Sunday, January 31, 2010

CSA week seven - Black spaote banana meringue cookies

I had no reason to think this was going to work. My searching didn't turn up any recipes that combined whipped egg whites and fruit pulp which is usually a pretty good indication that it's not a good idea. But I had everything I needed lying around so I thought I'd give it a try just to see what would happen.

Ingredients:
pulp from several small black sapotes
1 banana, frozen and defrosted
1-3 Tablespoons sugar depending on how sweet your fruit is
1 pinch salt
1 teaspoon vanilla
5 Tablespoons whole wheat pastry flour
some agave nectar
2/3 cup egg whites

0. Preheat oven to 300 degrees.

1. Blend the fruit. Add the sugar and vanilla and blend some more. Stir in the flour.

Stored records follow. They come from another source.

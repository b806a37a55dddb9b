//! Configuration validation and conversion tests.

use std::time::Duration;

use rstest::{fixture, rstest};

use super::*;
use crate::test_support::EnvGuard;

#[fixture]
fn base_config() -> ScoutConfig {
    ScoutConfig {
        inventory_path: String::from(DEFAULT_INVENTORY_PATH),
        ssh_bin: String::from("ssh"),
        sshpass_bin: String::from("sshpass"),
        ssh_batch_mode: true,
        ssh_strict_host_key_checking: false,
        ssh_known_hosts_file: String::from("/dev/null"),
        ssh_connect_timeout_secs: 10,
        discovery_timeout_secs: 30,
        docker_bin: String::from("docker"),
        psql_bin: String::from("psql"),
        pg_dump_bin: String::from("pg_dump"),
        pg_isready_bin: String::from("pg_isready"),
        log_filter: String::from("info"),
        log_format: String::from("compact"),
    }
}

#[rstest]
fn defaults_validate(base_config: ScoutConfig) {
    assert!(base_config.validate().is_ok());
}

#[rstest]
fn defaults_match_executor_defaults(base_config: ScoutConfig) {
    assert_eq!(base_config.exec_settings(), ExecSettings::default());
    assert_eq!(base_config.tool_paths(), ToolPaths::default());
}

#[rstest]
#[case::ssh_bin("ssh_bin")]
#[case::docker_bin("docker_bin")]
#[case::inventory_path("inventory_path")]
fn blank_values_are_rejected_with_guidance(base_config: ScoutConfig, #[case] field: &str) {
    let mut cfg = base_config;
    let slot = match field {
        "ssh_bin" => &mut cfg.ssh_bin,
        "docker_bin" => &mut cfg.docker_bin,
        _ => &mut cfg.inventory_path,
    };
    *slot = String::from("  ");

    let err = cfg.validate().expect_err("blank value must fail");
    assert_eq!(
        err,
        ConfigError::InvalidConfig {
            field: field.to_owned()
        }
    );
    assert!(
        err.to_string()
            .contains(&format!("PGSCOUT_{}", field.to_uppercase())),
        "{err}"
    );
}

#[rstest]
fn unknown_log_format_is_rejected(base_config: ScoutConfig) {
    let cfg = ScoutConfig {
        log_format: String::from("pretty"),
        ..base_config
    };
    assert!(matches!(
        cfg.validate(),
        Err(ConfigError::InvalidValue { ref field, .. }) if field == "log_format"
    ));
}

#[rstest]
fn zero_timeouts_disable_limits(base_config: ScoutConfig) {
    let cfg = ScoutConfig {
        ssh_connect_timeout_secs: 0,
        discovery_timeout_secs: 0,
        ..base_config
    };
    let settings = cfg.exec_settings();
    assert_eq!(settings.connect_timeout_secs, None);
    assert_eq!(settings.capture_deadline, None);
}

#[rstest]
fn timeouts_convert_to_durations(base_config: ScoutConfig) {
    let cfg = ScoutConfig {
        discovery_timeout_secs: 5,
        ..base_config
    };
    assert_eq!(cfg.exec_settings().capture_deadline, Some(Duration::from_secs(5)));
}

#[tokio::test]
async fn environment_overrides_defaults() {
    let _guard = EnvGuard::set_vars(&[
        ("PGSCOUT_DOCKER_BIN", "/opt/docker/bin/docker"),
        ("PGSCOUT_LOG_FORMAT", "json"),
    ])
    .await;

    let cfg = ScoutConfig::load_without_cli_args().expect("config should load");

    assert_eq!(cfg.docker_bin, "/opt/docker/bin/docker");
    assert_eq!(cfg.log_format(), Ok(LogFormat::Json));
    assert_eq!(cfg.inventory_path(), Utf8PathBuf::from(DEFAULT_INVENTORY_PATH));
}
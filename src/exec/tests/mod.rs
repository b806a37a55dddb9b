//! Unit tests for the exec module.
//!
//! Split by concern: command rendering, ssh argument construction, capture
//! mode outcomes and the streaming handle lifecycle.

mod fixtures;
mod ssh;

2. Beat the egg whites to stiff peaks. Stir 1/3 of the egg whites into the fruit mixture to lighten. Fold in the second third. Fold in the third third. Check for sweetness. Fold in agave nectar until the flavors pop.

3. Using a coffee or small ice cream scoop, dispense dollops of batter onto cookie sheets prepared using your most extreme non-stick procedure. Bake for 40 minutes, turning halfway through. Take them out, try one, discover it's raw in the center and put them back in for 15 minutes at 350 degrees.

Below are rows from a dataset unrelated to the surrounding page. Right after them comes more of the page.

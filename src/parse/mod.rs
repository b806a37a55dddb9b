//! Decoders for tool output and validators for interpolated names.
//!
//! Discovery treats command-line tool output as a small protocol:
//!
//! - database listings are `|`-separated rows of `name|owner|encoding|size`,
//!   or the legacy single `name` column;
//! - container listings are tab-separated rows of
//!   `id, name, image, status[, ports[, labels[, created]]]`.
//!
//! Before any row is decoded the whole output is screened for diagnostic
//! text. A shell or tool error that lands on stdout must never be mistaken
//! for data, so any match rejects the entire output.

use std::collections::BTreeMap;

use thiserror::Error;
use time::OffsetDateTime;
use time::format_description::BorrowedFormatItem;
use time::macros::format_description;
use tracing::{debug, warn};

use crate::discovery::{ContainerRecord, DatabaseRecord, DiscoveryError};

const PARSE_TARGET: &str = "pgscout::parse";

/// Template databases that are never reported.
pub const RESERVED_DATABASES: [&str; 2] = ["template0", "template1"];

/// PostgreSQL's identifier length limit.
pub const MAX_IDENTIFIER_LEN: usize = 63;

/// Longest container reference accepted in a command.
pub const MAX_CONTAINER_REF_LEN: usize = 128;

/// Label that marks a container as PostgreSQL regardless of its name.
pub const POSTGRES_LABEL_KEY: &str = "db.type";

/// Value of [`POSTGRES_LABEL_KEY`] that qualifies a container.
pub const POSTGRES_LABEL_VALUE: &str = "postgresql";

/// Case-insensitive substrings that mark output as a diagnostic.
pub const ERROR_SIGNATURES: [&str; 11] = [
    "password authentication failed",
    "authentication failed",
    "connection refused",
    "could not connect",
    "permission denied",
    "command not found",
    "executable file not found",
    "no such file or directory",
    "no such container",
    "does not exist",
    "cannot connect to the docker daemon",
];

/// Case-insensitive line prefixes that mark output as a diagnostic.
pub const ERROR_LINE_PREFIXES: [&str; 4] = ["fatal:", "error:", "psql:", "error response from daemon"];

const DOCKER_CREATED_AT: &[BorrowedFormatItem<'static>] = format_description!(
    "[year]-[month]-[day] [hour]:[minute]:[second] [offset_hour sign:mandatory][offset_minute]"
);

/// Why a candidate name was rejected.
#[derive(Clone, Debug, Error, Eq, PartialEq)]
pub enum NameRejection {
    /// The name is empty or whitespace.
    #[error("name is empty")]
    Empty,
    /// The name is a reserved template database.
    #[error("{name} is a reserved template database")]
    Reserved {
        /// Rejected name.
        name: String,
    },
    /// The name contains `/` or `\`.
    #[error("name contains a path separator")]
    PathSeparator,
    /// The name starts with `.`.
    #[error("name starts with a dot")]
    LeadingDot,
    /// The name starts with `-` and would be read as an option.
    #[error("name starts with a dash")]
    LeadingDash,
    /// The name exceeds the length limit.
    #[error("name is {length} characters long, the limit is {max}")]
    TooLong {
        /// Length of the rejected name in characters.
        length: usize,
        /// Maximum permitted length.
        max: usize,
    },
    /// The name contains a character outside the permitted set.
    #[error("name contains invalid character {ch:?}")]
    InvalidCharacter {
        /// First offending character.
        ch: char,
    },
}

/// Validates a database or role name before it is reported or interpolated.
///
/// Accepts 1 to 63 characters from `[A-Za-z0-9_-]`, not starting with `.` or
/// `-`, and never a reserved template database.
///
/// # Errors
///
/// Returns the first [`NameRejection`] that applies.
///
/// # Examples
///
/// ```
/// use pgscout::parse::{NameRejection, validate_database_name};
///
/// assert!(validate_database_name("orders_2024").is_ok());
/// assert_eq!(validate_database_name("../etc"), Err(NameRejection::PathSeparator));
/// ```
pub fn validate_database_name(name: &str) -> Result<(), NameRejection> {
    if name.trim().is_empty() {
        return Err(NameRejection::Empty);
    }
    if RESERVED_DATABASES.contains(&name) {
        return Err(NameRejection::Reserved {
            name: name.to_owned(),
        });
    }
    check_identifier(name, MAX_IDENTIFIER_LEN, |_| false)
}

/// Validates a table name, allowing one `.` for schema qualification.
///
/// # Errors
///
/// Returns the first [`NameRejection`] that applies to either part.
pub fn validate_table_name(name: &str) -> Result<(), NameRejection> {
    match name.split_once('.') {
        Some((schema, table)) => {
            check_identifier(schema, MAX_IDENTIFIER_LEN, |_| false)?;
            check_identifier(table, MAX_IDENTIFIER_LEN, |_| false)
        }
        None => check_identifier(name, MAX_IDENTIFIER_LEN, |_| false),
    }
}

/// Validates a container id or name before it is used in `docker exec`.
///
/// # Errors
///
/// Returns the first [`NameRejection`] that applies.
pub fn validate_container_ref(reference: &str) -> Result<(), NameRejection> {
    check_identifier(reference, MAX_CONTAINER_REF_LEN, |ch| ch == '.')
}

fn check_identifier(
    name: &str,
    max: usize,
    extra_allowed: impl Fn(char) -> bool,
) -> Result<(), NameRejection> {
    if name.trim().is_empty() {
        return Err(NameRejection::Empty);
    }
    if name.contains(['/', '\\']) {
        return Err(NameRejection::PathSeparator);
    }
    if name.starts_with('.') {
        return Err(NameRejection::LeadingDot);
    }
    if name.starts_with('-') {
        return Err(NameRejection::LeadingDash);
    }
    let length = name.chars().count();
    if length > max {
        return Err(NameRejection::TooLong { length, max });
    }
    match name
        .chars()
        .find(|ch| !(ch.is_ascii_alphanumeric() || matches!(ch, '_' | '-') || extra_allowed(*ch)))
    {
        Some(ch) => Err(NameRejection::InvalidCharacter { ch }),
        None => Ok(()),
    }
}

/// Returns the first error signature found in `output`, if any.
#[must_use]
pub fn find_error_signature(output: &str) -> Option<&'static str> {
    let lowered = output.to_lowercase();
    if let Some(signature) = ERROR_SIGNATURES
        .iter()
        .find(|signature| lowered.contains(*signature))
        .copied()
    {
        return Some(signature);
    }
    lowered.lines().find_map(|line| {
        let trimmed = line.trim_start();
        ERROR_LINE_PREFIXES
            .iter()
            .find(|prefix| trimmed.starts_with(*prefix))
            .copied()
    })
}

/// Rejects `output` as a whole when it carries an error signature.
///
/// # Errors
///
/// Returns [`DiscoveryError::DiscoveryFailed`] with the trimmed output as
/// the diagnostic.
pub fn screen_output(output: &str) -> Result<(), DiscoveryError> {
    match find_error_signature(output) {
        Some(signature) => {
            warn!(target: PARSE_TARGET, signature, "output rejected as diagnostic text");
            Err(DiscoveryError::DiscoveryFailed {
                diagnostic: output.trim().to_owned(),
            })
        }
        None => Ok(()),
    }
}

/// Why a database listing row was left out of the result.
#[derive(Clone, Debug, Error, Eq, PartialEq)]
pub enum RowRejection {
    /// The row's name failed validation.
    #[error(transparent)]
    Name(NameRejection),
    /// The row had two or three fields.
    #[error("expected 1 or 4 fields, found {fields}")]
    Malformed {
        /// Number of `|`-separated fields found.
        fields: usize,
    },
}

/// A row dropped from a database listing.
#[derive(Clone, Debug, Eq, PartialEq)]
pub struct RejectedRow {
    /// One-based line number within the output.
    pub line_number: usize,
    /// Trimmed line content.
    pub content: String,
    /// Why the row was dropped.
    pub reason: RowRejection,
}

/// Result of decoding a database listing.
#[derive(Clone, Debug, Default, Eq, PartialEq)]
pub struct ParsedDatabases {
    /// Records that passed validation, in output order.
    pub records: Vec<DatabaseRecord>,
    /// Rows that were dropped.
    pub rejected: Vec<RejectedRow>,
}

/// Decodes a `|`-separated database listing.
///
/// # Errors
///
/// Returns [`DiscoveryError::DiscoveryFailed`] when the output carries an
/// error signature; no records are produced in that case.
///
/// # Examples
///
/// ```
/// use pgscout::parse::parse_database_list;
///
/// let parsed = parse_database_list("mydb|alice|UTF8|10 MB\ntemplate0|postgres|UTF8|8 MB")?;
/// assert_eq!(parsed.records.len(), 1);
/// assert_eq!(parsed.records[0].owner, "alice");
/// # Ok::<(), pgscout::discovery::DiscoveryError>(())
/// ```
pub fn parse_database_list(output: &str) -> Result<ParsedDatabases, DiscoveryError> {
    screen_output(output)?;

    let mut parsed = ParsedDatabases::default();
    for (index, raw) in output.lines().enumerate() {
        let line = raw.trim();
        if line.is_empty() {
            continue;
        }
        let fields: Vec<&str> = line.split('|').map(str::trim).collect();
        let candidate = match fields.as_slice() {
            [name] => Ok(DatabaseRecord::legacy(name)),
            [name, owner, encoding, size, ..] => Ok(DatabaseRecord::new(name, owner, encoding, size)),
            _ => Err(RowRejection::Malformed {
                fields: fields.len(),
            }),
        };
        let checked = candidate.and_then(|record| {
            validate_database_name(&record.name)
                .map(|()| record)
                .map_err(RowRejection::Name)
        });
        match checked {
            Ok(record) => parsed.records.push(record),
            Err(reason) => {
                debug!(target: PARSE_TARGET, line = line, reason = ?reason, "database row dropped");
                parsed.rejected.push(RejectedRow {
                    line_number: index + 1,
                    content: line.to_owned(),
                    reason,
                });
            }
        }
    }
    Ok(parsed)
}

const CONTAINER_RECORD_MIN_FIELDS: usize = 4;

/// Decodes a tab-separated `docker ps` listing, keeping PostgreSQL
/// containers only.
///
/// Lines with fewer than four fields are logged and skipped. Only those
/// lines are screened for error signatures; record lines carry free-form
/// labels and are never screened.
///
/// # Errors
///
/// Returns [`DiscoveryError::DiscoveryFailed`] when a non-record line
/// carries an error signature.
pub fn parse_container_list(output: &str) -> Result<Vec<ContainerRecord>, DiscoveryError> {
    let stray = output
        .lines()
        .filter(|line| line.split('\t').count() < CONTAINER_RECORD_MIN_FIELDS)
        .collect::<Vec<_>>()
        .join("\n");
    screen_output(&stray)?;

    let mut records = Vec::new();
    for raw in output.lines() {
        let line = raw.trim_end_matches(['\r', '\n']);
        if line.trim().is_empty() {
            continue;
        }
        let fields: Vec<&str> = line.split('\t').collect();
        let [id, name, image, status, rest @ ..] = fields.as_slice() else {
            warn!(
                target: PARSE_TARGET,
                line = line,
                fields = fields.len(),
                "unexpected container listing line"
            );
            continue;
        };

        let record = ContainerRecord {
            id: id.trim().to_owned(),
            name: name.trim().trim_start_matches('/').to_owned(),
            image: image.trim().to_owned(),
            status: status.trim().to_owned(),
            ports: rest.first().map_or_else(Vec::new, |text| parse_ports(text)),
            labels: rest
                .get(1)
                .map_or_else(BTreeMap::new, |text| parse_labels(text)),
            created_at: rest.get(2).and_then(|text| parse_created_at(text)),
        };
        if is_postgres_container(&record) {
            records.push(record);
        }
    }
    Ok(records)
}

/// Returns `true` when the image or name mentions postgres or the explicit
/// label override is present.
#[must_use]
pub fn is_postgres_container(record: &ContainerRecord) -> bool {
    let mentions = |text: &str| text.to_lowercase().contains("postgres");
    let labelled = record
        .labels
        .get(POSTGRES_LABEL_KEY)
        .is_some_and(|value| value.eq_ignore_ascii_case(POSTGRES_LABEL_VALUE));
    labelled || mentions(&record.image) || mentions(&record.name)
}

fn parse_ports(text: &str) -> Vec<String> {
    text.split(',')
        .map(str::trim)
        .filter(|port| !port.is_empty())
        .map(str::to_owned)
        .collect()
}

fn parse_labels(text: &str) -> BTreeMap<String, String> {
    text.split(',')
        .filter_map(|pair| pair.split_once('='))
        .map(|(key, value)| (key.trim(), value.trim()))
        .filter(|(key, _)| !key.is_empty())
        .map(|(key, value)| (key.to_owned(), value.to_owned()))
        .collect()
}

/// Parses Docker's `YYYY-MM-DD HH:MM:SS +ZZZZ ZONE` creation time.
fn parse_created_at(text: &str) -> Option<OffsetDateTime> {
    let stamp = text.split_whitespace().take(3).collect::<Vec<_>>().join(" ");
    OffsetDateTime::parse(&stamp, DOCKER_CREATED_AT).ok()
}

For my second batch I found 25 minutes at 350 degrees worked well, but the hour of sitting around deflated the cookies which may have had some effect so use your best judgement.


I call these cookies, but only because I can't think of a better word for them. They've got the soft squishy/chewy texture of angel's food cake. Actually many are partially pre-squished due to troubles I had getting them off the parchment paper I baked them on.

Fresh out of the oven they were a little crisp around the edges, but that fades. There's still a little crystal-crunch from the sugar which I actually like, but you may want to avoid by using confectioner's sugar.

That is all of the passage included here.